Daylight Savings Time is once again upon us. And that’s bad news for a lot of folks.

To hear tell, this will result in an increase in heart attacks and suicides, lower SAT scores, a decline in productivity and all sorts of other ills including but not limited to plagues of boils, frogs and locusts.

Even my sainted grandmother would draw a distinction between “God’s time and Mr. Roosevelt’s time” when spring rolled around. Actually, Grandmother’s viewpoint was shaped by the fact that she was a Southern-born, rock-ribbed Republican, and the words “Mr. Roosevelt” would roll off her tongue with the same disagreeing tone usually reserved for “Yankees” or “canker sores.”

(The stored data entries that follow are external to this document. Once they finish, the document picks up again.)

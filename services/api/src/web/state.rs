//! services/api/src/web/state.rs
//!
//! Defines the application's shared state and the per-viewer feed sessions.

use crate::config::Config;
use std::collections::HashMap;
use std::sync::Arc;
use std::time::Instant;
use swipe_feed_core::seed::placeholder_cards;
use swipe_feed_core::{FeedController, FeedStore, ProfileSource, Viewer};
use tokio::sync::Mutex;
use tracing::info;

//=========================================================================================
// AppState (Shared Across All Requests)
//=========================================================================================

/// The shared application state, created once at startup and passed to all handlers.
#[derive(Clone)]
pub struct AppState {
    pub feeds: Arc<FeedRegistry>,
}

impl AppState {
    pub fn new(profiles: Arc<dyn ProfileSource>, config: Arc<Config>) -> Self {
        Self {
            feeds: Arc::new(FeedRegistry::new(profiles, config)),
        }
    }
}

//=========================================================================================
// FeedRegistry (One Feed per Viewer)
//=========================================================================================

struct Session {
    controller: Arc<FeedController>,
    last_seen: Instant,
}

/// Owns one feed controller per viewer id. A feed lives until the viewer
/// signs out, sits idle past `session_idle_timeout`, or is the least recently
/// used one when `max_sessions` is reached.
pub struct FeedRegistry {
    profiles: Arc<dyn ProfileSource>,
    config: Arc<Config>,
    sessions: Mutex<HashMap<String, Session>>,
}

impl FeedRegistry {
    pub fn new(profiles: Arc<dyn ProfileSource>, config: Arc<Config>) -> Self {
        Self {
            profiles,
            config,
            sessions: Mutex::new(HashMap::new()),
        }
    }

    /// Returns the viewer's feed, creating it on first use. Idle sessions are
    /// swept on every call.
    pub async fn session(&self, viewer: &Viewer) -> Arc<FeedController> {
        let mut sessions = self.sessions.lock().await;
        let now = Instant::now();

        let idle_timeout = self.config.session_idle_timeout;
        let before = sessions.len();
        sessions.retain(|_, s| now.duration_since(s.last_seen) < idle_timeout);
        if sessions.len() < before {
            info!(evicted = before - sessions.len(), "Dropped idle feed sessions");
        }

        if !sessions.contains_key(&viewer.id) && sessions.len() >= self.config.max_sessions {
            let oldest = sessions
                .iter()
                .min_by_key(|(_, s)| s.last_seen)
                .map(|(id, _)| id.clone());
            if let Some(id) = oldest {
                sessions.remove(&id);
                info!(viewer_id = %id, "Session limit reached; dropped least recent feed");
            }
        }

        let session = sessions.entry(viewer.id.clone()).or_insert_with(|| {
            info!(viewer_id = %viewer.id, "Creating feed session");
            let store = if self.config.seed_placeholders {
                FeedStore::with_seed(placeholder_cards())
            } else {
                FeedStore::new()
            };
            Session {
                controller: Arc::new(FeedController::new(
                    Arc::new(Mutex::new(store)),
                    self.profiles.clone(),
                    self.config.feed,
                )),
                last_seen: now,
            }
        });
        session.last_seen = now;
        session.controller.clone()
    }

    /// Returns the viewer's feed after recording the viewer's current identity,
    /// which resets the feed on a role switch and fetches pages as needed.
    pub async fn bound_session(&self, viewer: &Viewer) -> Arc<FeedController> {
        let controller = self.session(viewer).await;
        controller.set_viewer(Some(viewer.clone())).await;
        controller
    }

    /// Drops the viewer's feed. Returns whether one existed.
    pub async fn end_session(&self, viewer_id: &str) -> bool {
        let removed = self.sessions.lock().await.remove(viewer_id);
        if let Some(session) = &removed {
            session.controller.set_viewer(None).await;
            info!(viewer_id = %viewer_id, "Feed session ended");
        }
        removed.is_some()
    }

    pub async fn len(&self) -> usize {
        self.sessions.lock().await.len()
    }
}
//! services/api/src/error.rs
//!
//! Defines the primary error type for the feed service.

use crate::config::ConfigError;

/// The primary error type for the `api` service.
#[derive(Debug, thiserror::Error)]
pub enum ApiError {
    /// Represents an error that occurred during configuration loading.
    #[error("Configuration error: {0}")]
    Config(#[from] ConfigError),

    /// Represents an error from the underlying database library.
    #[error("Database Error: {0}")]
    Database(#[from] sqlx::Error),

    /// Represents a failure while applying the embedded migrations.
    #[error("Migration Error: {0}")]
    Migration(#[from] sqlx::migrate::MigrateError),

    /// Represents a malformed seed profile file.
    #[error("Seed data error: {0}")]
    Seed(#[from] serde_json::Error),

    /// Represents a standard Input/Output error (e.g., binding to a network socket).
    #[error("IO error: {0}")]
    Io(#[from] std::io::Error),

    /// A catch-all for any other unexpected errors.
    #[error("An unexpected internal error occurred: {0}")]
    Internal(String),
}
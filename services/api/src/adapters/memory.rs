//! services/api/src/adapters/memory.rs
//!
//! An in-memory implementation of the `ProfileSource` port, used for local runs
//! without a database and in the handler tests.

use crate::error::ApiError;
use async_trait::async_trait;
use std::path::Path;
use swipe_feed_core::domain::{RawProfileRecord, Role};
use swipe_feed_core::ports::{PortResult, ProfileSource};

/// Holds profiles in creation order, the same order the database adapter uses.
#[derive(Clone, Debug, Default)]
pub struct InMemoryProfileSource {
    records: Vec<RawProfileRecord>,
}

impl InMemoryProfileSource {
    pub fn new(mut records: Vec<RawProfileRecord>) -> Self {
        records.sort_by(|a, b| {
            a.created_at
                .cmp(&b.created_at)
                .then_with(|| a.user_id.cmp(&b.user_id))
        });
        Self { records }
    }

    /// Loads profiles from a JSON array of records.
    pub fn from_json_file(path: &Path) -> Result<Self, ApiError> {
        let raw = std::fs::read_to_string(path)?;
        let records: Vec<RawProfileRecord> = serde_json::from_str(&raw)?;
        Ok(Self::new(records))
    }

    pub fn len(&self) -> usize {
        self.records.len()
    }

    pub fn is_empty(&self) -> bool {
        self.records.is_empty()
    }
}

#[async_trait]
impl ProfileSource for InMemoryProfileSource {
    async fn query(
        &self,
        role: Role,
        exclude_id: &str,
        offset: usize,
        limit: usize,
    ) -> PortResult<Vec<RawProfileRecord>> {
        Ok(self
            .records
            .iter()
            .filter(|r| r.role.as_deref() == Some(role.as_str()) && r.user_id != exclude_id)
            .skip(offset)
            .take(limit)
            .cloned()
            .collect())
    }
}
//! services/api/src/bin/openapi.rs
//!
//! This binary generates the OpenAPI 3.0 specification for the feed API
//! and saves it to a file named `openapi.json`.

use api_lib::web::rest::ApiDoc;
use utoipa::OpenApi;

/// Generates the OpenAPI specification and writes it to a file.
fn generate_spec(
    api_doc: utoipa::openapi::OpenApi,
    path: &str,
) -> Result<(), Box<dyn std::error::Error>> {
    let spec_json = api_doc.to_pretty_json()?;
    std::fs::write(path, spec_json)?;
    println!("OpenAPI specification generated at {}", path);
    Ok(())
}

fn main() -> Result<(), Box<dyn std::error::Error>> {
    generate_spec(ApiDoc::openapi(), "openapi.json")?;
    Ok(())
}
//! services/api/src/web/middleware.rs
//!
//! Viewer extraction for the feed routes.

use axum::{
    extract::Request,
    http::{HeaderMap, StatusCode},
    middleware::Next,
    response::Response,
};
use swipe_feed_core::Viewer;
use tracing::warn;

pub const USER_ID_HEADER: &str = "x-user-id";
pub const USER_ROLE_HEADER: &str = "x-user-role";

/// Reads the viewer identity forwarded by the authentication layer in front of
/// this service. The role header is optional while onboarding is incomplete.
pub fn viewer_from_headers(headers: &HeaderMap) -> Option<Viewer> {
    let id = headers
        .get(USER_ID_HEADER)
        .and_then(|v| v.to_str().ok())
        .map(str::trim)
        .filter(|v| !v.is_empty())?;
    let role = headers
        .get(USER_ROLE_HEADER)
        .and_then(|v| v.to_str().ok())
        .map(str::trim)
        .filter(|v| !v.is_empty());
    Some(Viewer::new(id, role))
}

/// Middleware that extracts the viewer and inserts it into request extensions.
///
/// If the user id header is missing, returns 401 Unauthorized.
pub async fn require_viewer(mut req: Request, next: Next) -> Result<Response, StatusCode> {
    let viewer = viewer_from_headers(req.headers()).ok_or_else(|| {
        warn!("Rejecting feed request without {}", USER_ID_HEADER);
        StatusCode::UNAUTHORIZED
    })?;

    req.extensions_mut().insert(viewer);
    Ok(next.run(req).await)
}
pub mod db;
pub mod memory;

pub use db::PgProfileSource;
pub use memory::InMemoryProfileSource;
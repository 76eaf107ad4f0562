pub mod middleware;
pub mod rest;
pub mod state;

// Re-export the handlers to make them easily accessible
// to the binary that builds the web server router.
pub use middleware::require_viewer;
pub use rest::{
    card_details_handler, decisions_handler, end_session_handler, get_feed_handler,
    health_handler, refresh_handler, swipe_handler,
};
//! crates/swipe_feed_core/src/ports.rs
//!
//! Defines the service contracts (traits) the feed depends on.
//! These traits form the boundary of the hexagonal architecture, allowing the core
//! to be independent of the concrete profile store.

use async_trait::async_trait;
use crate::domain::{RawProfileRecord, Role};

//=========================================================================================
// Generic Port Error and Result Types
//=========================================================================================

/// A generic error type for all port operations.
/// This abstracts away the specific errors from external services (e.g., database, network).
#[derive(Debug, thiserror::Error)]
pub enum PortError {
    #[error("An unexpected error occurred: {0}")]
    Unexpected(String),
}

/// A convenience type alias for `Result<T, PortError>`.
pub type PortResult<T> = Result<T, PortError>;

//=========================================================================================
// Service Ports (Traits)
//=========================================================================================

/// A paginated, queryable store of user profiles.
#[async_trait]
pub trait ProfileSource: Send + Sync {
    /// Returns at most `limit` profiles with the given `role`, skipping the first
    /// `offset` matches and never including `exclude_id`.
    ///
    /// Implementations must return records in a stable order so that increasing
    /// offsets neither skip nor repeat records over an unchanged data set.
    async fn query(
        &self,
        role: Role,
        exclude_id: &str,
        offset: usize,
        limit: usize,
    ) -> PortResult<Vec<RawProfileRecord>>;
}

But we digress. Others have more substantial problems with Daylight Savings. Take the issue of energy savings, for example. The U.S. Department of Transportation insists that Daylight Savings Time trims the entire country’s electricity usage by a small but significant amount, about 1 percent each day, because less electricity is used for lighting and appliances.

A couple of Yale academic types disagree. In their study, they found that lighting demand dropped, but the warmer hour of extra daylight tacked onto each evening led to more air-conditioning use, which canceled out the gains from reduced lighting and then some: Hoosiers paid higher electric bills than before DST, the study showed.

Of course, that’s Indiana, a state largely populated by cornfields, cows and basketball hoops that simmers beneath a blanket of oppressive summer heat and humidity.

It apparently never occurred to our Yale friends to look to the West Coast, where air conditioning is rarely a necessity and reduced lighting can indeed result in savings. So much for East Coast navel gazing.

I love Daylight Savings Time. The lingering daylight reminds me of spring and summer, of baseball and barbecues. Besides, man was made to walk upright in the light, not cower in darkness. It would almost unpatriotic to dump DST. After all, it was the brainchild of Benjamin Franklin who, while living in Paris, first conceived the notion of Daylight Saving Time, according to David Prerau, who wrote “Seize the Daylight: A Brief History of Daylight Saving Time.”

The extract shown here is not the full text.